Home of the Year, 8.30pm RTÉ One
This week the judges are off to three very different homes, from a surprising semi-detached home in Kildare to a cottage retreat in Wicklow and finally a converted church in Co Galway. The Eaton family live in a red-bricked, semi-detached home in Co. Kildare and their interior décor includes the 1960's turquoise suite which came from the American Embassy in Dublin. Jeanne lives in a new build cottage in Co. Wicklow with her partner Mark. Her home is built from Wicklow granite and river stone and she has done all the interior design herself. Chris Deakin and Orla Mc Cluskey live in a converted church in Co. Galway. Chris bought the property, parts of which have been there since 1820, in 2005 and spent the next two and a half years converting it into two-bedroom family home.
Home of the Year
How to Get Away with Murder, 10.00pm RTÉ2
Not too late to catch up on this brilliant series. Annalise Keating (Viola Davis) is a tough as nails Criminal Law Professor who challenges her students to solve some of the most difficult criminal cases. A shocking discovery in Sam's case changes everything for Annalise and the students in tonight's episode.
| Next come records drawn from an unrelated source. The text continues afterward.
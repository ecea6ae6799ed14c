use anyhow::Context;
use secpol_render::{
    RenderableData, RenderableIssue, RenderablePolicy, RenderableRemediation, RenderableReport,
    RenderableVerdict,
};
use secpol_types::{FixOutcome, SCHEMA_REPORT_V1, SecpolReport, Verdict};

pub fn parse_report_json(text: &str) -> anyhow::Result<SecpolReport> {
    let value: serde_json::Value = serde_json::from_str(text).context("parse report json")?;

    let schema = value
        .get("schema")
        .and_then(|v| v.as_str())
        .unwrap_or_default()
        .to_string();
    anyhow::ensure!(
        schema == SCHEMA_REPORT_V1,
        "unknown report schema: {schema} (expected {SCHEMA_REPORT_V1})"
    );

    serde_json::from_value(value).context("parse secpol report")
}

pub fn serialize_report(report: &SecpolReport) -> anyhow::Result<Vec<u8>> {
    serde_json::to_vec_pretty(report).context("serialize report")
}

pub fn to_renderable(report: &SecpolReport) -> RenderableReport {
    RenderableReport {
        verdict: match report.verdict {
            Verdict::Pass => RenderableVerdict::Pass,
            Verdict::Fail => RenderableVerdict::Fail,
        },
        policies: report
            .policies
            .iter()
            .map(|p| RenderablePolicy {
                id: p.id.clone(),
                name: p.name.clone(),
                issues: p
                    .issues
                    .iter()
                    .map(|i| RenderableIssue {
                        rule_id: i.rule_id.clone(),
                        scope: i.scope.to_string(),
                        message: i.message.clone(),
                    })
                    .collect(),
            })
            .collect(),
        remediations: report
            .remediations
            .iter()
            .map(|r| RenderableRemediation {
                policy_id: r.policy_id.clone(),
                rule_id: r.rule_id.clone(),
                outcome: describe_outcome(r.outcome),
            })
            .collect(),
        data: RenderableData {
            scope: report.data.scope.map(|s| s.to_string()),
            include_disabled: report.data.include_disabled,
            rules_evaluated: report.data.rules_evaluated,
            issues_total: report.data.issues_total,
            missing_scopes: report
                .data
                .missing_scopes
                .iter()
                .map(|s| s.to_string())
                .collect(),
        },
    }
}

fn describe_outcome(outcome: FixOutcome) -> String {
    match outcome {
        FixOutcome::Fixed { changed } => format!("fixed ({changed} changed)"),
        FixOutcome::NothingToFix => "nothing to fix".to_string(),
        FixOutcome::NotFixable => "not fixable".to_string(),
    }
}
use crate::Scope;
use schemars::JsonSchema;
use serde::{Deserialize, Serialize};

/// A failed rule, as reported to the user.
#[derive(Clone, Debug, PartialEq, Eq, Serialize, Deserialize, JsonSchema)]
pub struct Issue {
    pub message: String,
    pub scope: Scope,
    pub rule_id: String,

    /// Stable identifier intended for dedup and trending, filled in by the report layer.
    #[serde(default, skip_serializing_if = "Option::is_none")]
    pub fingerprint: Option<String>,
}

impl Issue {
    pub fn new(message: impl Into<String>, scope: Scope, rule_id: impl Into<String>) -> Self {
        Self {
            message: message.into(),
            scope,
            rule_id: rule_id.into(),
            fingerprint: None,
        }
    }
}

/// Result of applying a rule's remediation to a target.
#[derive(Clone, Copy, Debug, PartialEq, Eq, Serialize, Deserialize, JsonSchema)]
#[serde(tag = "status", rename_all = "snake_case")]
pub enum FixOutcome {
    /// The snapshot was changed; `changed` counts the touched entries.
    Fixed { changed: u32 },
    /// The rule already holds; nothing was touched.
    NothingToFix,
    /// The rule has no automatic remediation.
    NotFixable,
}

impl FixOutcome {
    pub fn is_fixed(self) -> bool {
        matches!(self, FixOutcome::Fixed { .. })
    }
}
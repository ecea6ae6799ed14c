//! Scope resolution: the only way a rule reaches into a [`TargetConfig`].

use crate::error::DomainError;
use crate::target::{BootloaderConfig, Devicegraph, FirewallSettings, NetworkConfig, TargetConfig};
use secpol_types::Scope;

/// Borrowed view of one domain snapshot.
#[derive(Clone, Copy, Debug)]
pub enum Snapshot<'a> {
    Storage(&'a Devicegraph),
    Network(&'a NetworkConfig),
    Firewall(&'a FirewallSettings),
    Bootloader(&'a BootloaderConfig),
}

/// Mutable view of one domain snapshot, handed to remediation.
#[derive(Debug)]
pub enum SnapshotMut<'a> {
    Storage(&'a mut Devicegraph),
    Network(&'a mut NetworkConfig),
    Firewall(&'a mut FirewallSettings),
    Bootloader(&'a mut BootloaderConfig),
}

impl Snapshot<'_> {
    pub fn scope(&self) -> Scope {
        match self {
            Snapshot::Storage(_) => Scope::Storage,
            Snapshot::Network(_) => Scope::Network,
            Snapshot::Firewall(_) => Scope::Firewall,
            Snapshot::Bootloader(_) => Scope::Bootloader,
        }
    }
}

pub fn resolve(scope: Scope, target: &TargetConfig) -> Option<Snapshot<'_>> {
    match scope {
        Scope::Storage => target.storage.as_ref().map(Snapshot::Storage),
        Scope::Network => target.network.as_ref().map(Snapshot::Network),
        Scope::Firewall => target.firewall.as_ref().map(Snapshot::Firewall),
        Scope::Bootloader => target.bootloader.as_ref().map(Snapshot::Bootloader),
    }
}

pub fn resolve_mut(scope: Scope, target: &mut TargetConfig) -> Option<SnapshotMut<'_>> {
    match scope {
        Scope::Storage => target.storage.as_mut().map(SnapshotMut::Storage),
        Scope::Network => target.network.as_mut().map(SnapshotMut::Network),
        Scope::Firewall => target.firewall.as_mut().map(SnapshotMut::Firewall),
        Scope::Bootloader => target.bootloader.as_mut().map(SnapshotMut::Bootloader),
    }
}

/// Scopes the target provides no snapshot for, in canonical order.
pub fn missing_scopes(target: &TargetConfig) -> Vec<Scope> {
    Scope::all()
        .into_iter()
        .filter(|scope| resolve(*scope, target).is_none())
        .collect()
}

pub fn parse_scope(value: &str) -> Result<Scope, DomainError> {
    Scope::parse(value).ok_or_else(|| DomainError::UnknownScope(value.to_string()))
}
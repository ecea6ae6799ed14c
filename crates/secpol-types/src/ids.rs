//! Stable identifiers for policies and rules.
//!
//! A rule carries two identifiers: the STIG finding id (`SLES-15-040200`) used in
//! reports, and the SCAP rule name (`partition_for_home`) used by disabled-rule lists.

/// Environment variable listing the policies to enable at startup.
pub const ENV_SECURITY_POLICIES: &str = "SECPOL_SECURITY_POLICIES";

// Policies
pub const POLICY_DISA_STIG: &str = "disa_stig";

// Rules: network
pub const RULE_NO_WIRELESS: &str = "SLES-15-010380";
pub const NAME_NO_WIRELESS: &str = "wireless_disable_interfaces";

// Rules: storage
pub const RULE_PARTITION_HOME: &str = "SLES-15-040200";
pub const NAME_PARTITION_HOME: &str = "partition_for_home";
pub const RULE_PARTITION_VAR: &str = "SLES-15-040210";
pub const NAME_PARTITION_VAR: &str = "partition_for_var";
pub const RULE_PARTITION_VAR_LOG_AUDIT: &str = "SLES-15-030810";
pub const NAME_PARTITION_VAR_LOG_AUDIT: &str = "partition_for_var_log_audit";
pub const RULE_ENCRYPT_PARTITIONS: &str = "SLES-15-010330";
pub const NAME_ENCRYPT_PARTITIONS: &str = "encrypt_partitions";

// Rules: firewall
pub const RULE_FIREWALL_ENABLED: &str = "SLES-15-010220";
pub const NAME_FIREWALL_ENABLED: &str = "service_firewalld_enabled";

// Rules: bootloader
pub const RULE_BOOTLOADER_PASSWORD: &str = "SLES-15-010190";
pub const NAME_BOOTLOADER_PASSWORD: &str = "grub2_password";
How to Get Away with Murder
Bob Marley and the Wailers - Catch a Fire, 4.00pm Sky Arts 1
Sky Arts regularly show this in their Classic Albums repeats and for anyone who plays music, it is essential viewing. So stay in today or set the record button. Witness the care and cleverness that went into the production of The Wailers' fifth album, or, if you will, the band's first for Chris Blackwell's Island records. Even learning how the Texan John 'Rabbit' Bundrick was wheeled in to play keyboards - knowing nothing much about reggae at all - is fascinating. Released in April 1973, Catch A Fire is listed at number 126 on Rolling Stone?'s list of 500 Greatest Albums. That gives it the second highest placement of the five listed Marley albums, next after the posthumous compilation hits album, Legend. Picture shows a man walking past a mural of Bob Marley in Kingston, Jamaica in 2009.